#### Data for this task:

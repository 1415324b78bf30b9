// ABOUTME: Clonable Send+Sync handle over a single-owner backend worker.
// ABOUTME: All communication goes through a command queue plus per-prompt event queues.

use crate::backend::AgentBackend;
use crate::event::{AgentEvent, ErrorCode};
use anyhow::{anyhow, Result};
use futures::StreamExt;
use tokio::sync::{mpsc, oneshot};

/// Command queue depth per backend worker.
const COMMAND_BUFFER: usize = 32;

/// Event queue depth per in-flight prompt.
const EVENT_BUFFER: usize = 1024;

/// Requests sent from an [`AgentHandle`] to its backend worker.
///
/// The `reply` channel only acknowledges that the worker accepted the
/// request. Execution failures for `Prompt` arrive as a terminal
/// [`AgentEvent::Error`] on `event_tx`, never through `reply`.
#[derive(Debug)]
pub enum Command {
    NewSession {
        reply: oneshot::Sender<Result<String>>,
    },
    LoadSession {
        session_id: String,
        reply: oneshot::Sender<Result<()>>,
    },
    Prompt {
        session_id: String,
        text: String,
        event_tx: mpsc::Sender<AgentEvent>,
        reply: oneshot::Sender<Result<()>>,
    },
    Cancel {
        session_id: String,
        reply: oneshot::Sender<Result<()>>,
    },
}

/// Shareable façade over exactly one backend instance.
///
/// Cloning duplicates only the command-queue sender; however many clones
/// exist, there is one worker and one backend. The worker processes
/// commands strictly in submission order, so a `cancel` queued after a
/// `prompt` always observes the prompt as already dispatched. Once the
/// worker exits (backend crash or teardown) every subsequent call fails
/// immediately.
#[derive(Clone)]
pub struct AgentHandle {
    tx: mpsc::Sender<Command>,
    name: &'static str,
}

impl AgentHandle {
    pub fn new(tx: mpsc::Sender<Command>, name: &'static str) -> Self {
        Self { tx, name }
    }

    /// Backend name this handle fronts ("mock", "cli", "acp").
    pub fn name(&self) -> &'static str {
        self.name
    }

    pub async fn new_session(&self) -> Result<String> {
        let (reply, rx) = oneshot::channel();
        self.send(Command::NewSession { reply }).await?;
        rx.await.map_err(|_| self.worker_gone())?
    }

    pub async fn load_session(&self, session_id: &str) -> Result<()> {
        let (reply, rx) = oneshot::channel();
        self.send(Command::LoadSession {
            session_id: session_id.to_string(),
            reply,
        })
        .await?;
        rx.await.map_err(|_| self.worker_gone())?
    }

    /// Submit a prompt. The returned receiver streams events until the
    /// terminal `Result`/`Error`; the await here only covers acceptance.
    pub async fn prompt(&self, session_id: &str, text: &str) -> Result<EventReceiver> {
        let (event_tx, event_rx) = mpsc::channel(EVENT_BUFFER);
        let (reply, rx) = oneshot::channel();
        self.send(Command::Prompt {
            session_id: session_id.to_string(),
            text: text.to_string(),
            event_tx,
            reply,
        })
        .await?;
        rx.await.map_err(|_| self.worker_gone())??;
        Ok(EventReceiver::new(event_rx))
    }

    pub async fn cancel(&self, session_id: &str) -> Result<()> {
        let (reply, rx) = oneshot::channel();
        self.send(Command::Cancel {
            session_id: session_id.to_string(),
            reply,
        })
        .await?;
        rx.await.map_err(|_| self.worker_gone())?
    }

    async fn send(&self, cmd: Command) -> Result<()> {
        self.tx.send(cmd).await.map_err(|_| self.worker_gone())
    }

    fn worker_gone(&self) -> anyhow::Error {
        anyhow!("{} backend worker is no longer running", self.name)
    }
}

/// Receiving end of one prompt's event stream. `Send`, so it can cross
/// task boundaries even when the producing backend cannot.
pub struct EventReceiver {
    rx: mpsc::Receiver<AgentEvent>,
}

impl EventReceiver {
    pub fn new(rx: mpsc::Receiver<AgentEvent>) -> Self {
        Self { rx }
    }

    /// Next event, or `None` once the prompt's channel closes. `None`
    /// before a terminal event means the backend died mid-prompt.
    pub async fn recv(&mut self) -> Option<AgentEvent> {
        self.rx.recv().await
    }

    pub fn try_recv(&mut self) -> Option<AgentEvent> {
        self.rx.try_recv().ok()
    }
}

/// Run a `Send` backend on a fresh tokio task and return its handle.
///
/// Backends whose futures cannot leave their thread (the protocol
/// backend) skip this and run an equivalent command loop on their own
/// dedicated-thread runtime instead.
pub fn spawn_backend<B>(backend: B) -> AgentHandle
where
    B: AgentBackend + Send + 'static,
{
    let (tx, rx) = mpsc::channel(COMMAND_BUFFER);
    let name = backend.name();
    tokio::spawn(run_worker(backend, rx));
    AgentHandle::new(tx, name)
}

/// Worker loop: exclusive owner of the backend, processes commands in
/// submission order until the command channel closes.
pub async fn run_worker<B: AgentBackend>(backend: B, mut rx: mpsc::Receiver<Command>) {
    while let Some(cmd) = rx.recv().await {
        match cmd {
            Command::NewSession { reply } => {
                let _ = reply.send(backend.new_session().await);
            }
            Command::LoadSession { session_id, reply } => {
                let _ = reply.send(backend.load_session(&session_id).await);
            }
            Command::Prompt {
                session_id,
                text,
                event_tx,
                reply,
            } => {
                // Acknowledge acceptance before doing any work; execution
                // failure travels on the event channel as a terminal Error.
                let _ = reply.send(Ok(()));
                match backend.prompt(&session_id, &text).await {
                    Ok(mut events) => {
                        while let Some(event) = events.next().await {
                            if event_tx.send(event).await.is_err() {
                                tracing::debug!(
                                    backend = backend.name(),
                                    "event receiver dropped, stopping stream"
                                );
                                break;
                            }
                        }
                    }
                    Err(e) => {
                        tracing::error!(backend = backend.name(), error = %e, "prompt failed to start");
                        let _ = event_tx
                            .send(AgentEvent::Error {
                                code: ErrorCode::BackendError,
                                message: e.to_string(),
                                recoverable: false,
                            })
                            .await;
                    }
                }
            }
            Command::Cancel { session_id, reply } => {
                let _ = reply.send(backend.cancel(&session_id).await);
            }
        }
    }
    tracing::debug!(backend = backend.name(), "backend worker shut down");
}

#### Work order:
Where a line of the data includes the string "NewSession", list that line.

#### Response:
    NewSession {
        self.send(Command::NewSession { reply }).await?;
            Command::NewSession { reply } => {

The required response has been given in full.